Tampilkan postingan dengan label kemaksiatan. Tampilkan semua postingan
Tampilkan postingan dengan label kemaksiatan. Tampilkan semua postingan

Jumat, 17 Mei 2013

Menghindari Penegakan Nahi karena Khawatir Menimbulkan Mudharat yang Lebih Besar




Membuka bab ini, kedua penulis bertanya-tanya, bagaimana jika pelaku amar makruf nahi mungkar memperkirakan bahwa kemungkaran tidak akan berhenti dengan tindakannya, malah bisa berubah menjadi kemungkaran yang lebih dahsyat lagi?

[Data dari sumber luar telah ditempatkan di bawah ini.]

//! Product Domain Ports
//!
//! This module defines the repository port for interest rates, enabling
//! swappable storage implementations (PostgreSQL, in-memory mock).
//!
//! # Usage
//!
//! ```rust,ignore
//! use domain_product::{InterestRateRepository, InterestRateService};
//! use std::sync::Arc;
//!
//! // Application services receive the port trait
//! let repository: Arc<dyn InterestRateRepository> = Arc::new(adapter);
//! let service = InterestRateService::new(repository);
//! let actives = service.list_all_actives().await?;
//! ```

use async_trait::async_trait;
use chrono::{DateTime, Utc};
use rust_decimal::Decimal;

use core_kernel::{DomainPort, InterestRateId, PortError};

use crate::interest_rate::{InterestRate, RateState};

/// Request for creating a new interest rate
///
/// Fields are optional so that missing required values surface as domain
/// validation errors rather than deserialization failures. State and end
/// are not accepted: new rates always start active with an open period.
#[derive(Debug, Clone, Default)]
pub struct CreateInterestRateRequest {
    /// Descriptive label
    pub name: Option<String>,
    /// The rate itself (required, non-negative)
    pub interest_rate: Option<Decimal>,
    /// When the rate becomes effective (required)
    pub start: Option<DateTime<Utc>>,
}

/// Request for updating an interest rate
///
/// Only the fields that are `Some` are applied.
#[derive(Debug, Clone, Default)]
pub struct UpdateInterestRateRequest {
    /// New label
    pub name: Option<String>,
    /// New rate
    pub interest_rate: Option<Decimal>,
    /// New effective start
    pub start: Option<DateTime<Utc>>,
    /// New effective end
    pub end: Option<DateTime<Utc>>,
}

impl UpdateInterestRateRequest {
    /// Creates a request that only changes the rate
    pub fn rate(interest_rate: Decimal) -> Self {
        Self {
            interest_rate: Some(interest_rate),
            ..Default::default()
        }
    }

    /// Returns true if the request changes nothing
    pub fn is_empty(&self) -> bool {
        self.name.is_none()
            && self.interest_rate.is_none()
            && self.start.is_none()
            && self.end.is_none()
    }

    /// Applies the present fields onto an existing record
    ///
    /// Identity and state are never touched.
    pub fn apply_to(&self, record: &mut InterestRate) {
        if let Some(name) = &self.name {
            record.name = Some(name.clone());
        }
        if let Some(interest_rate) = self.interest_rate {
            record.interest_rate = interest_rate;
        }
        if let Some(start) = self.start {
            record.start = start;
        }
        if let Some(end) = self.end {
            record.end = Some(end);
        }
    }
}

/// Storage port for interest rates
///
/// Implementations own durable storage. All failures are reported as
/// `PortError`; absence of a record is `Ok(None)`, not an error.
#[async_trait]
pub trait InterestRateRepository: DomainPort {
    /// Returns every record in the given state, in storage order
    async fn find_by_state(&self, state: RateState) -> Result<Vec<InterestRate>, PortError>;

    /// Returns the record with the given identifier, if any
    async fn find_by_id(&self, id: InterestRateId) -> Result<Option<InterestRate>, PortError>;

    /// Inserts the record when it has no id, otherwise updates it
    ///
    /// # Returns
    ///
    /// The stored record, with its id assigned
    async fn save(&self, record: InterestRate) -> Result<InterestRate, PortError>;
}

/// Mock implementation of InterestRateRepository for testing
///
/// Stores records in memory, counts calls per method, and can be switched
/// into a failing mode to simulate an unreachable database.
#[cfg(any(test, feature = "mock"))]
pub mod mock {
    use super::*;
    use core_kernel::{AdapterHealth, HealthCheckResult, HealthCheckable};
    use std::collections::BTreeMap;
    use std::sync::atomic::{AtomicUsize, Ordering};
    use std::sync::Arc;
    use tokio::sync::RwLock;

    /// In-memory mock implementation of InterestRateRepository
    #[derive(Debug, Default)]
    pub struct MockInterestRateRepository {
        records: Arc<RwLock<BTreeMap<InterestRateId, InterestRate>>>,
        failure: Arc<RwLock<Option<String>>>,
        find_by_state_calls: AtomicUsize,
        find_by_id_calls: AtomicUsize,
        save_calls: AtomicUsize,
    }

    impl MockInterestRateRepository {
        /// Creates an empty mock repository
        pub fn new() -> Self {
            Self::default()
        }

        /// Pre-populates with records for testing
        ///
        /// Records without an id are assigned the next free one.
        pub async fn with_rates(rates: Vec<InterestRate>) -> Self {
            let repository = Self::new();
            {
                let mut records = repository.records.write().await;
                for mut rate in rates {
                    let id = match rate.id {
                        Some(id) => id,
                        None => next_id(&records),
                    };
                    rate.id = Some(id);
                    records.insert(id, rate);
                }
            }
            repository
        }

        /// Makes every subsequent call fail with a connection error
        pub async fn fail_with(&self, message: impl Into<String>) {
            *self.failure.write().await = Some(message.into());
        }

        /// Restores normal behaviour after `fail_with`
        pub async fn recover(&self) {
            *self.failure.write().await = None;
        }

        /// Returns a snapshot of a stored record, bypassing call counting
        pub async fn stored(&self, id: InterestRateId) -> Option<InterestRate> {
            self.records.read().await.get(&id).cloned()
        }

        pub fn find_by_state_calls(&self) -> usize {
            self.find_by_state_calls.load(Ordering::SeqCst)
        }

        pub fn find_by_id_calls(&self) -> usize {
            self.find_by_id_calls.load(Ordering::SeqCst)
        }

        pub fn save_calls(&self) -> usize {
            self.save_calls.load(Ordering::SeqCst)
        }

        async fn check_failure(&self) -> Result<(), PortError> {
            match self.failure.read().await.as_ref() {
                Some(message) => Err(PortError::connection(message.clone())),
                None => Ok(()),
            }
        }
    }

    fn next_id(records: &BTreeMap<InterestRateId, InterestRate>) -> InterestRateId {
        let max = records.keys().next_back().map(|id| id.value()).unwrap_or(0);
        InterestRateId::new(max + 1)
    }

    impl DomainPort for MockInterestRateRepository {}

    #[async_trait]
    impl HealthCheckable for MockInterestRateRepository {
        async fn health_check(&self) -> HealthCheckResult {
            let failure = self.failure.read().await.clone();
            HealthCheckResult {
                adapter_id: "mock-interest-rate-repository".to_string(),
                status: if failure.is_some() {
                    AdapterHealth::Unhealthy
                } else {
                    AdapterHealth::Healthy
                },
                latency_ms: 0,
                message: failure,
                checked_at: Utc::now(),
            }
        }
    }

    #[async_trait]
    impl InterestRateRepository for MockInterestRateRepository {
        async fn find_by_state(&self, state: RateState) -> Result<Vec<InterestRate>, PortError> {
            self.find_by_state_calls.fetch_add(1, Ordering::SeqCst);
            self.check_failure().await?;

            Ok(self
                .records
                .read()
                .await
                .values()
                .filter(|r| r.state == state)
                .cloned()
                .collect())
        }

        async fn find_by_id(&self, id: InterestRateId) -> Result<Option<InterestRate>, PortError> {
            self.find_by_id_calls.fetch_add(1, Ordering::SeqCst);
            self.check_failure().await?;

            Ok(self.records.read().await.get(&id).cloned())
        }

        async fn save(&self, mut record: InterestRate) -> Result<InterestRate, PortError> {
            self.save_calls.fetch_add(1, Ordering::SeqCst);
            self.check_failure().await?;

            let mut records = self.records.write().await;
            let id = match record.id {
                Some(id) if records.contains_key(&id) => id,
                Some(id) => return Err(PortError::not_found("InterestRate", id)),
                None => next_id(&records),
            };
            record.id = Some(id);
            records.insert(id, record.clone());
            Ok(record)
        }
    }
}

#[cfg(test)]
mod tests {
    use super::*;
    use super::mock::MockInterestRateRepository;
    use rust_decimal_macros::dec;

    #[tokio::test]
    async fn test_mock_save_assigns_sequential_ids() {
        let repository = MockInterestRateRepository::new();

        let first = repository
            .save(InterestRate::new_active(None, dec!(0.03), Utc::now()))
            .await
            .unwrap();
        let second = repository
            .save(InterestRate::new_active(None, dec!(0.05), Utc::now()))
            .await
            .unwrap();

        assert_eq!(first.id, Some(InterestRateId::new(1)));
        assert_eq!(second.id, Some(InterestRateId::new(2)));
        assert_eq!(repository.save_calls(), 2);
    }

    #[tokio::test]
    async fn test_mock_save_unknown_id_is_not_found() {
        let repository = MockInterestRateRepository::new();
        let mut rate = InterestRate::new_active(None, dec!(0.03), Utc::now());
        rate.id = Some(InterestRateId::new(40));

        let err = repository.save(rate).await.unwrap_err();
        assert!(err.is_not_found());
    }

    #[tokio::test]
    async fn test_mock_find_by_state_filters() {
        let mut inactive = InterestRate::new_active(None, dec!(0.01), Utc::now());
        inactive.inactivate(Utc::now());
        let repository = MockInterestRateRepository::with_rates(vec![
            InterestRate::new_active(None, dec!(0.03), Utc::now()),
            inactive,
        ])
        .await;

        let actives = repository.find_by_state(RateState::Active).await.unwrap();
        let inactives = repository.find_by_state(RateState::Inactive).await.unwrap();

        assert_eq!(actives.len(), 1);
        assert_eq!(inactives.len(), 1);
        assert_eq!(repository.find_by_state_calls(), 2);
    }

    #[tokio::test]
    async fn test_mock_failure_mode() {
        let repository = MockInterestRateRepository::new();
        repository.fail_with("Database connection error").await;

        let err = repository.find_by_id(InterestRateId::new(1)).await.unwrap_err();
        assert!(err.is_transient());

        repository.recover().await;
        assert!(repository.find_by_id(InterestRateId::new(1)).await.unwrap().is_none());
    }

    #[tokio::test]
    async fn test_mock_health_follows_failure_mode() {
        use core_kernel::{AdapterHealth, HealthCheckable};

        let repository = MockInterestRateRepository::new();
        assert_eq!(repository.health_check().await.status, AdapterHealth::Healthy);

        repository.fail_with("down").await;
        let result = repository.health_check().await;
        assert_eq!(result.status, AdapterHealth::Unhealthy);
        assert_eq!(result.message.as_deref(), Some("down"));
    }

    #[test]
    fn test_update_request_apply_keeps_identity() {
        let mut rate = InterestRate::new_active(Some("Old".to_string()), dec!(0.03), Utc::now());
        rate.id = Some(InterestRateId::new(3));

        let request = UpdateInterestRateRequest {
            name: Some("New".to_string()),
            interest_rate: Some(dec!(0.04)),
            ..Default::default()
        };
        assert!(!request.is_empty());
        request.apply_to(&mut rate);

        assert_eq!(rate.id, Some(InterestRateId::new(3)));
        assert_eq!(rate.name.as_deref(), Some("New"));
        assert_eq!(rate.interest_rate, dec!(0.04));
        assert_eq!(rate.state, RateState::Active);
    }
}
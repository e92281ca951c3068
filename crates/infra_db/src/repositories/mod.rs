//! Repository implementations for catalogue entities
//!
//! Repositories encapsulate SQL queries and map database rows to plain row
//! structs. Conversion to domain types happens in the adapters.

pub mod interest_rate;

pub use interest_rate::{InterestRateRepository, InterestRateRow, NewInterestRate};
//! Database Test Utilities
//!
//! Starts a throwaway PostgreSQL container and hands out a pool to it. The
//! container is stopped when the [`TestDatabase`] is dropped. Schema setup
//! is left to the caller (`infra_db::run_migrations`).

use std::time::Duration;

use sqlx::postgres::PgPoolOptions;
use sqlx::PgPool;
use testcontainers::{
    core::{IntoContainerPort, WaitFor},
    runners::AsyncRunner,
    ContainerAsync, GenericImage, ImageExt,
};

const POSTGRES_IMAGE: &str = "postgres";
const POSTGRES_TAG: &str = "16-alpine";
const POSTGRES_USER: &str = "test_user";
const POSTGRES_PASSWORD: &str = "test_password";
const POSTGRES_DB: &str = "products_test";

type BoxError = Box<dyn std::error::Error + Send + Sync>;

/// Connection settings for a test database
#[derive(Debug, Clone)]
pub struct TestDatabaseConfig {
    pub user: String,
    pub password: String,
    pub database: String,
    pub host: String,
    pub port: u16,
}

impl Default for TestDatabaseConfig {
    fn default() -> Self {
        Self {
            user: POSTGRES_USER.to_string(),
            password: POSTGRES_PASSWORD.to_string(),
            database: POSTGRES_DB.to_string(),
            host: "localhost".to_string(),
            port: 5432,
        }
    }
}

impl TestDatabaseConfig {
    /// Creates the database connection URL
    pub fn connection_url(&self) -> String {
        format!(
            "postgres://{}:{}@{}:{}/{}",
            self.user, self.password, self.host, self.port, self.database
        )
    }
}

/// A PostgreSQL container plus a pool connected to it
pub struct TestDatabase {
    _container: ContainerAsync<GenericImage>,
    pub config: TestDatabaseConfig,
    pub pool: PgPool,
}

impl TestDatabase {
    /// Starts a new PostgreSQL container
    ///
    /// # Errors
    ///
    /// Returns an error if Docker is unavailable or the database never
    /// accepts connections
    pub async fn new() -> Result<Self, BoxError> {
        let container = GenericImage::new(POSTGRES_IMAGE, POSTGRES_TAG)
            .with_exposed_port(5432.tcp())
            .with_wait_for(WaitFor::message_on_stderr(
                "database system is ready to accept connections",
            ))
            .with_env_var("POSTGRES_USER", POSTGRES_USER)
            .with_env_var("POSTGRES_PASSWORD", POSTGRES_PASSWORD)
            .with_env_var("POSTGRES_DB", POSTGRES_DB)
            .start()
            .await?;

        let config = TestDatabaseConfig {
            host: container.get_host().await?.to_string(),
            port: container.get_host_port_ipv4(5432).await?,
            ..TestDatabaseConfig::default()
        };

        let pool = connect_with_retry(&config.connection_url()).await?;

        Ok(Self {
            _container: container,
            config,
            pool,
        })
    }

    /// Returns a reference to the connection pool
    pub fn pool(&self) -> &PgPool {
        &self.pool
    }

    /// Empties the catalogue table and resets its id sequence
    pub async fn clear_data(&self) -> Result<(), BoxError> {
        sqlx::query("TRUNCATE TABLE interest_rate RESTART IDENTITY")
            .execute(&self.pool)
            .await?;
        Ok(())
    }
}

/// Postgres logs the ready message once during init and again after its
/// internal restart, so the first connection attempts may still be refused.
async fn connect_with_retry(url: &str) -> Result<PgPool, BoxError> {
    let mut attempts = 0;
    loop {
        let result = PgPoolOptions::new()
            .max_connections(5)
            .acquire_timeout(Duration::from_secs(10))
            .connect(url)
            .await;

        match result {
            Ok(pool) => return Ok(pool),
            Err(_) if attempts < 10 => {
                attempts += 1;
                tokio::time::sleep(Duration::from_millis(500)).await;
            }
            Err(e) => return Err(e.into()),
        }
    }
}
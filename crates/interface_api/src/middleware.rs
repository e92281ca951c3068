//! API middleware

use axum::{
    body::Body,
    extract::State,
    http::{HeaderValue, Request},
    middleware::Next,
    response::Response,
};
use chrono::Utc;
use tracing::{info, warn};
use uuid::Uuid;

use crate::auth::Claims;
use crate::error::ApiError;
use crate::AppState;

/// Header carrying the per-request correlation id
pub const REQUEST_ID_HEADER: &str = "x-request-id";

/// Authentication middleware
///
/// Validates the bearer token and stores its claims in the request
/// extensions for handlers to check roles against.
pub async fn auth_middleware(
    State(state): State<AppState>,
    mut request: Request<Body>,
    next: Next,
) -> Result<Response, ApiError> {
    let token = request
        .headers()
        .get("Authorization")
        .and_then(|h| h.to_str().ok())
        .and_then(|h| h.strip_prefix("Bearer "))
        .ok_or_else(|| {
            warn!("Missing or invalid Authorization header");
            ApiError::Unauthorized
        })?;

    let claims = crate::auth::validate_token(token, &state.config.jwt_secret).map_err(|e| {
        warn!("Token validation failed: {:?}", e);
        ApiError::from(e)
    })?;

    request.extensions_mut().insert(claims);
    Ok(next.run(request).await)
}

/// Audit logging middleware
///
/// Logs every catalogue request with its caller and outcome, and echoes a
/// request id back to the client (the caller's own if one was sent).
pub async fn audit_middleware(request: Request<Body>, next: Next) -> Response {
    let method = request.method().clone();
    let uri = request.uri().clone();
    let user_id = request
        .extensions()
        .get::<Claims>()
        .map(|c| c.sub.clone())
        .unwrap_or_else(|| "anonymous".to_string());
    let request_id = request
        .headers()
        .get(REQUEST_ID_HEADER)
        .and_then(|h| h.to_str().ok())
        .map(str::to_string)
        .unwrap_or_else(|| Uuid::new_v4().to_string());

    let start = Utc::now();

    let mut response = next.run(request).await;

    let duration = Utc::now() - start;
    let status = response.status();

    info!(
        request_id = %request_id,
        method = %method,
        uri = %uri,
        user = %user_id,
        status = %status.as_u16(),
        duration_ms = duration.num_milliseconds(),
        "API request"
    );

    if let Ok(value) = HeaderValue::from_str(&request_id) {
        response.headers_mut().insert(REQUEST_ID_HEADER, value);
    }

    response
}
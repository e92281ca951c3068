//! Interest rate entity
//!
//! This module defines the InterestRate record, its state codes and the
//! invariants every persisted record must satisfy.

use std::fmt;
use std::str::FromStr;

use chrono::{DateTime, Utc};
use rust_decimal::Decimal;
use serde::{Deserialize, Serialize};

use core_kernel::{EffectivePeriod, InterestRateId};

use crate::error::InterestRateError;

/// Decimal places the `interest_rate` column keeps
pub const RATE_MAX_SCALE: u32 = 4;

/// Exclusive upper bound of the `interest_rate` column, NUMERIC(7, 4)
pub const RATE_UPPER_BOUND: Decimal = Decimal::from_parts(1000, 0, 0, false, 0);

/// Lifecycle state of an interest rate
///
/// Stored and exchanged as the three-letter codes `ACT` and `INA`.
#[derive(Debug, Clone, Copy, PartialEq, Eq, Hash, Serialize, Deserialize)]
pub enum RateState {
    /// Rate is currently offered
    #[serde(rename = "ACT")]
    Active,
    /// Rate has been withdrawn (terminal)
    #[serde(rename = "INA")]
    Inactive,
}

impl RateState {
    /// Returns the storage code for this state
    pub fn code(&self) -> &'static str {
        match self {
            RateState::Active => "ACT",
            RateState::Inactive => "INA",
        }
    }

    pub fn is_active(&self) -> bool {
        matches!(self, RateState::Active)
    }
}

impl fmt::Display for RateState {
    fn fmt(&self, f: &mut fmt::Formatter<'_>) -> fmt::Result {
        f.write_str(self.code())
    }
}

impl FromStr for RateState {
    type Err = InterestRateError;

    fn from_str(s: &str) -> Result<Self, Self::Err> {
        match s {
            "ACT" => Ok(RateState::Active),
            "INA" => Ok(RateState::Inactive),
            other => Err(InterestRateError::validation(format!(
                "Unknown interest rate state '{}'",
                other
            ))),
        }
    }
}

/// An interest rate offered by the product catalogue
#[derive(Debug, Clone, PartialEq, Serialize, Deserialize)]
pub struct InterestRate {
    /// Storage key, `None` until the record is first saved
    pub id: Option<InterestRateId>,
    /// Descriptive label
    pub name: Option<String>,
    /// The rate itself as a decimal fraction (0.03 = 3%)
    pub interest_rate: Decimal,
    /// Lifecycle state
    pub state: RateState,
    /// When the rate becomes effective
    pub start: DateTime<Utc>,
    /// When the rate stopped being effective, `None` while active
    pub end: Option<DateTime<Utc>>,
}

impl InterestRate {
    /// Creates an unsaved active rate with an open effective period
    pub fn new_active(name: Option<String>, interest_rate: Decimal, start: DateTime<Utc>) -> Self {
        Self {
            id: None,
            name,
            interest_rate,
            state: RateState::Active,
            start,
            end: None,
        }
    }

    pub fn is_active(&self) -> bool {
        self.state.is_active()
    }

    /// Returns true if the record has been assigned a storage key
    pub fn is_persisted(&self) -> bool {
        self.id.is_some()
    }

    /// Returns the effective period of this rate
    pub fn period(&self) -> Result<EffectivePeriod, InterestRateError> {
        Ok(EffectivePeriod::new(self.start, self.end)?)
    }

    /// Returns true if the rate is active and in effect at the given instant
    pub fn is_effective_at(&self, timestamp: DateTime<Utc>) -> bool {
        self.is_active()
            && self
                .period()
                .map(|period| period.contains(timestamp))
                .unwrap_or(false)
    }

    /// Moves the rate to the terminal state, closing its period at `at`
    ///
    /// A rate that has not started yet is closed at its start, so the period
    /// stays well formed. Returns false, leaving the record untouched, when it
    /// is already inactive.
    pub fn inactivate(&mut self, at: DateTime<Utc>) -> bool {
        if !self.is_active() {
            return false;
        }
        self.state = RateState::Inactive;
        self.end = Some(at.max(self.start));
        true
    }

    /// Checks the record against the entity invariants
    ///
    /// - the rate is non-negative, below 1000 and has at most four decimals
    /// - the name, when present, is not blank
    /// - an active record has no end
    /// - an end, when present, is not before the start
    pub fn validate(&self) -> Result<(), InterestRateError> {
        if self.interest_rate < Decimal::ZERO {
            return Err(InterestRateError::validation(format!(
                "Interest rate must be non-negative, got {}",
                self.interest_rate
            )));
        }

        if self.interest_rate >= RATE_UPPER_BOUND {
            return Err(InterestRateError::validation(format!(
                "Interest rate must be less than {}, got {}",
                RATE_UPPER_BOUND, self.interest_rate
            )));
        }

        if self.interest_rate.normalize().scale() > RATE_MAX_SCALE {
            return Err(InterestRateError::validation(format!(
                "Interest rate must have at most {} decimal places, got {}",
                RATE_MAX_SCALE, self.interest_rate
            )));
        }

        if let Some(name) = &self.name {
            if name.trim().is_empty() {
                return Err(InterestRateError::validation("Name must not be blank"));
            }
        }

        if self.is_active() && self.end.is_some() {
            return Err(InterestRateError::validation(
                "An active interest rate cannot have an end date",
            ));
        }

        self.period()?;
        Ok(())
    }
}

#[cfg(test)]
mod tests {
    use super::*;
    use chrono::{Duration, TimeZone};
    use rust_decimal_macros::dec;

    fn standard_rate() -> InterestRate {
        InterestRate::new_active(
            Some("Standard Rate".to_string()),
            dec!(0.03),
            Utc.with_ymd_and_hms(2024, 1, 1, 0, 0, 0).unwrap(),
        )
    }

    #[test]
    fn test_new_active_rate() {
        let rate = standard_rate();

        assert_eq!(rate.state, RateState::Active);
        assert!(rate.end.is_none());
        assert!(!rate.is_persisted());
        assert!(rate.validate().is_ok());
    }

    #[test]
    fn test_state_codes() {
        assert_eq!(RateState::Active.code(), "ACT");
        assert_eq!(RateState::Inactive.to_string(), "INA");
        assert_eq!("INA".parse::<RateState>().unwrap(), RateState::Inactive);
        assert!("DEL".parse::<RateState>().is_err());
    }

    #[test]
    fn test_state_serializes_as_code() {
        let json = serde_json::to_string(&RateState::Active).unwrap();
        assert_eq!(json, "\"ACT\"");
    }

    #[test]
    fn test_negative_rate_rejected() {
        let mut rate = standard_rate();
        rate.interest_rate = dec!(-0.01);

        let err = rate.validate().unwrap_err();
        assert!(err.is_validation());
    }

    #[test]
    fn test_zero_rate_allowed() {
        let mut rate = standard_rate();
        rate.interest_rate = Decimal::ZERO;
        assert!(rate.validate().is_ok());
    }

    #[test]
    fn test_rate_outside_column_range_rejected() {
        let mut rate = standard_rate();

        rate.interest_rate = dec!(1000);
        assert!(rate.validate().unwrap_err().to_string().contains("less than 1000"));

        rate.interest_rate = dec!(1000.123456);
        assert!(rate.validate().unwrap_err().is_validation());

        rate.interest_rate = dec!(999.9999);
        assert!(rate.validate().is_ok());
    }

    #[test]
    fn test_rate_with_more_than_four_decimals_rejected() {
        let mut rate = standard_rate();

        rate.interest_rate = dec!(0.03125);
        assert!(rate.validate().unwrap_err().to_string().contains("decimal places"));

        // Trailing zeros do not count
        rate.interest_rate = dec!(0.030000);
        assert!(rate.validate().is_ok());
    }

    #[test]
    fn test_blank_name_rejected() {
        let mut rate = standard_rate();
        rate.name = Some("   ".to_string());
        assert!(rate.validate().unwrap_err().is_validation());

        rate.name = None;
        assert!(rate.validate().is_ok());
    }

    #[test]
    fn test_active_rate_with_end_rejected() {
        let mut rate = standard_rate();
        rate.end = Some(rate.start + Duration::days(30));
        assert!(rate.validate().is_err());
    }

    #[test]
    fn test_inactivate_closes_period() {
        let mut rate = standard_rate();
        let at = rate.start + Duration::days(90);

        assert!(rate.inactivate(at));
        assert_eq!(rate.state, RateState::Inactive);
        assert_eq!(rate.end, Some(at));
        assert!(rate.validate().is_ok());

        // Second call is a no-op
        assert!(!rate.inactivate(at + Duration::days(1)));
        assert_eq!(rate.end, Some(at));
    }

    #[test]
    fn test_end_before_start_rejected() {
        let mut rate = standard_rate();
        rate.state = RateState::Inactive;
        rate.end = Some(rate.start - Duration::days(1));
        assert!(rate.validate().unwrap_err().is_validation());
    }

    #[test]
    fn test_inactivate_before_start_closes_at_start() {
        let mut rate = standard_rate();
        assert!(rate.inactivate(rate.start - Duration::days(1)));
        assert_eq!(rate.end, Some(rate.start));
        assert!(rate.validate().is_ok());
    }

    #[test]
    fn test_effective_at() {
        let mut rate = standard_rate();
        let mid = rate.start + Duration::days(10);

        assert!(rate.is_effective_at(mid));
        assert!(!rate.is_effective_at(rate.start - Duration::days(1)));

        rate.inactivate(mid);
        assert!(!rate.is_effective_at(mid - Duration::days(1)));
    }
}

Dalam keadaan seperti ini, apakah penegak amar makruf nahi mungkar sebaiknya meneruskan tindakannya untuk menghentikan kemungkaran, ataukah sebaiknya ia tidak meneruskan usaha tindakannya tersebut? Jika ia memutuskan meneruskan usahanya itu, apakah berarti ia harus bersikap masa bodoh dengan akibat usahanya itu, yaitu kemungkinan berubahnya kemungkaran menjadi kemungkaran yang lebih besar?
                                                
Kedua penulis lalu mencontohkan beberapa kasus. Misalnya menyiram wajah perempuan yang bersolek dengan air mendidih, atau menghancurkan kuburan orang-orang yang tidak diketahui identitasnya, atau menggusur lokalisasi prostitusi tanpa memberikan solusi alternatif pilihan alih pekerjaan. Tindakan-tindakan tersebut memang bisa diniatkan sebagai penegakan nahi mungkar, tetapi justru dapat menimbulkan kemungkaran atau mudharat yang jauh lebih besar. Atas tindakan-tindakan seperti itu, Asy-Syathibi menyebutnya sebagai tindakan yang tidak benar dan tidak sesuai dengan ajaran syariat. Jika kemaslahatan yang lebih besar tidak dicapai maka suatu tindakan tidak bisa dikatakan menjadi amar makruf nahi mungkar. Demikian dinyatakan juga oleh Al-Izz bin Abdussalam. Syaikhul Islam Ibnu Taimiyah pun dalam kitab Fatawa-nya mengatakan bahwa syariat Islam diajarkan untuk mendatangkan maslahat dan menjauhkan mudharat. Jika ada dua maslahat bertentangan maka yang diperjuangkan adalah maslahat yang lebih besar, sedangkan bila ada dua mudharat yang mungkin timbul maka yang dijauhkan adalah mudharat yang lebih besar. Allah Swt berfirman, “Mereka menanyakan kepadamu (Muhammad) tentang khamar dan judi. Katakanlah, ‘Pada keduanya terdapat dosa besar dan beberapa manfaat bagi manusia. Tetapi dosanya lebih besar daripada manfaatnya....’” (QS. Al-Baqarah [2]: 219).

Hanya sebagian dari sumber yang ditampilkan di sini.